10 tips for Recession-Proofing your Data Platform
The looming economic climate (recession) has forced many businesses to re-evaluate their technology spending. One area that is often overlooked is Big Data processing.
Small startups or even enterprises will naturally cut down on technological spending when a recession hits. This is clearly a risk to continuous innovation. However, there is no better time than now to build your organization’s competitive advantage by using data. However, data technologies costs could easily pile up so here’s some tricks from actual experience working with big data platforms on how to recession proof your data tech stack.
Tip #1: Save on data storage
Take advantage of cloud storage features that let you compress files or save them in a more efficient format. This can help you save space and reduce your data costs.
Big data file compression techniques are becoming increasingly popular as the size of data sets continue to grow. There are a number of different methods that can be used to compress big data files, but some of the most popular include gzip, bzip2, and lzma.
Gzip is a popular compression method that is used to compress a variety of different file types. It is a fast and effective compression method that can reduce the size of a big data file by up to 70%. Example filetypes are Parquet, Avro.
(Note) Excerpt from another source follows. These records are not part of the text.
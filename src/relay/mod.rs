//! TCP relay between producers and the single consumer.
//!
//! Every accepted connection announces its role with its first line:
//!
//! | Sender            | Line              | Effect                                  |
//! |-------------------|-------------------|-----------------------------------------|
//! | any peer          | `GET_COMMANDS`    | becomes the consumer if the slot is free |
//! | producer          | `PING`            | ignored, not acknowledged               |
//! | producer          | anything else     | enqueued, acknowledged with `0`         |
//! | server → consumer | command text      | one dequeued command per line           |
//! | consumer          | `QUIT`            | ends the consumer session               |
//! | consumer          | anything else     | ignored (liveness only)                 |
//!
//! The first line of a producer is itself a command.

pub mod codec;
pub mod consumer;
pub mod context;
pub mod listener;
pub mod producer;
pub mod role;

pub use context::RelayContext;
pub use listener::RelayListener;

/// First line requesting the consumer role.
pub const GET_COMMANDS: &str = "GET_COMMANDS";

/// Producer liveness check.
pub const PING: &str = "PING";

/// Consumer request to end its session.
pub const QUIT: &str = "QUIT";

/// Acknowledgement written to a producer after each enqueued command.
pub const ACK: &str = "0";
//! GPU state management
//!
//! Device, window surface and the tile-blend pipeline for the viewer window.

use std::sync::Arc;

use anyhow::{Context, Result};
use tileblend::Viewer;
use tileblend_renderer::{GpuSurface, TileBlendPipeline};
use winit::window::Window;

pub struct GpuState {
    pub device: wgpu::Device,
    pub queue: wgpu::Queue,
    pub surface: wgpu::Surface<'static>,
    pub config: wgpu::SurfaceConfiguration,
    pub pipeline: TileBlendPipeline,
}

impl GpuState {
    /// Initialize GPU resources for `window`
    pub fn new(window: Arc<Window>) -> Result<Self> {
        log::debug!("Initializing GPU state");
        let instance = wgpu::Instance::new(&wgpu::InstanceDescriptor::default());
        let size = window.inner_size();

        let surface = instance
            .create_surface(window)
            .context("Failed to create window surface")?;

        let adapter = pollster::block_on(instance.request_adapter(&wgpu::RequestAdapterOptions {
            power_preference: wgpu::PowerPreference::default(),
            compatible_surface: Some(&surface),
            force_fallback_adapter: false,
        }))
        .context("Failed to find suitable GPU adapter")?;

        log::debug!(
            "GPU adapter: {:?} ({:?})",
            adapter.get_info().name,
            adapter.get_info().backend
        );

        let (device, queue) = pollster::block_on(adapter.request_device(&wgpu::DeviceDescriptor::default()))
            .context("Failed to create device")?;

        let caps = surface.get_capabilities(&adapter);
        // Colors are written as stored, so skip the sRGB encode on output
        let format = caps
            .formats
            .iter()
            .copied()
            .find(|f| !f.is_srgb())
            .or_else(|| caps.formats.first().copied())
            .context("Surface reports no supported formats")?;

        let config = wgpu::SurfaceConfiguration {
            usage: wgpu::TextureUsages::RENDER_ATTACHMENT,
            format,
            width: size.width.max(1),
            height: size.height.max(1),
            present_mode: wgpu::PresentMode::Fifo,
            alpha_mode: caps.alpha_modes[0],
            view_formats: vec![],
            desired_maximum_frame_latency: 2,
        };
        surface.configure(&device, &config);

        let pipeline = TileBlendPipeline::new(&device, &queue, format);
        log::info!("Surface configured: {}x{} {:?}", config.width, config.height, format);

        Ok(Self {
            device,
            queue,
            surface,
            config,
            pipeline,
        })
    }

    pub fn resize(&mut self, width: u32, height: u32) {
        if width == 0 || height == 0 {
            return;
        }
        self.config.width = width;
        self.config.height = height;
        self.surface.configure(&self.device, &self.config);
    }

    /// Upload a pending source image and draw one frame
    pub fn render(&mut self, viewer: &mut Viewer) -> Result<()> {
        if let Some(image) = viewer.take_source() {
            self.pipeline.set_source(&self.device, &self.queue, image);
            log::debug!("Source texture uploaded: {:?}", self.pipeline.source_dimensions());
        }

        let frame = match self.surface.get_current_texture() {
            Ok(frame) => frame,
            Err(wgpu::SurfaceError::Lost | wgpu::SurfaceError::Outdated) => {
                log::debug!("Surface lost, reconfiguring");
                self.surface.configure(&self.device, &self.config);
                viewer.request_redraw();
                return Ok(());
            }
            Err(e) => return Err(e).context("Failed to acquire surface texture"),
        };

        let view = frame.texture.create_view(&wgpu::TextureViewDescriptor::default());
        let mut target = GpuSurface::new(
            &self.device,
            &self.queue,
            &self.pipeline,
            &view,
            (self.config.width, self.config.height),
        );
        viewer.draw(&mut target);
        frame.present();
        Ok(())
    }
}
Bzip2 is another popular compression method that is often used to compress large files. It is a slower compression method but can achieve better compression ratios than gzip. Avro supports this compression type.
Lzma is a newer compression method that offers very high compression ratios. However, it is a much slower compression method than gzip or bzip2. Parquet, Avro and CSV support this compression method.
No matter which compression method you choose, you can be sure that it will help you save space on your hard drive and make it easier to transfer big data files. And remember, don’t forget to delete old files that you no longer need. This is one of the easiest ways to reduce your data usage and save money.
Tip #2: Use free tiers!
There are a ton of great big data technologies out there, and many of them offer free tiers that you can use to get started.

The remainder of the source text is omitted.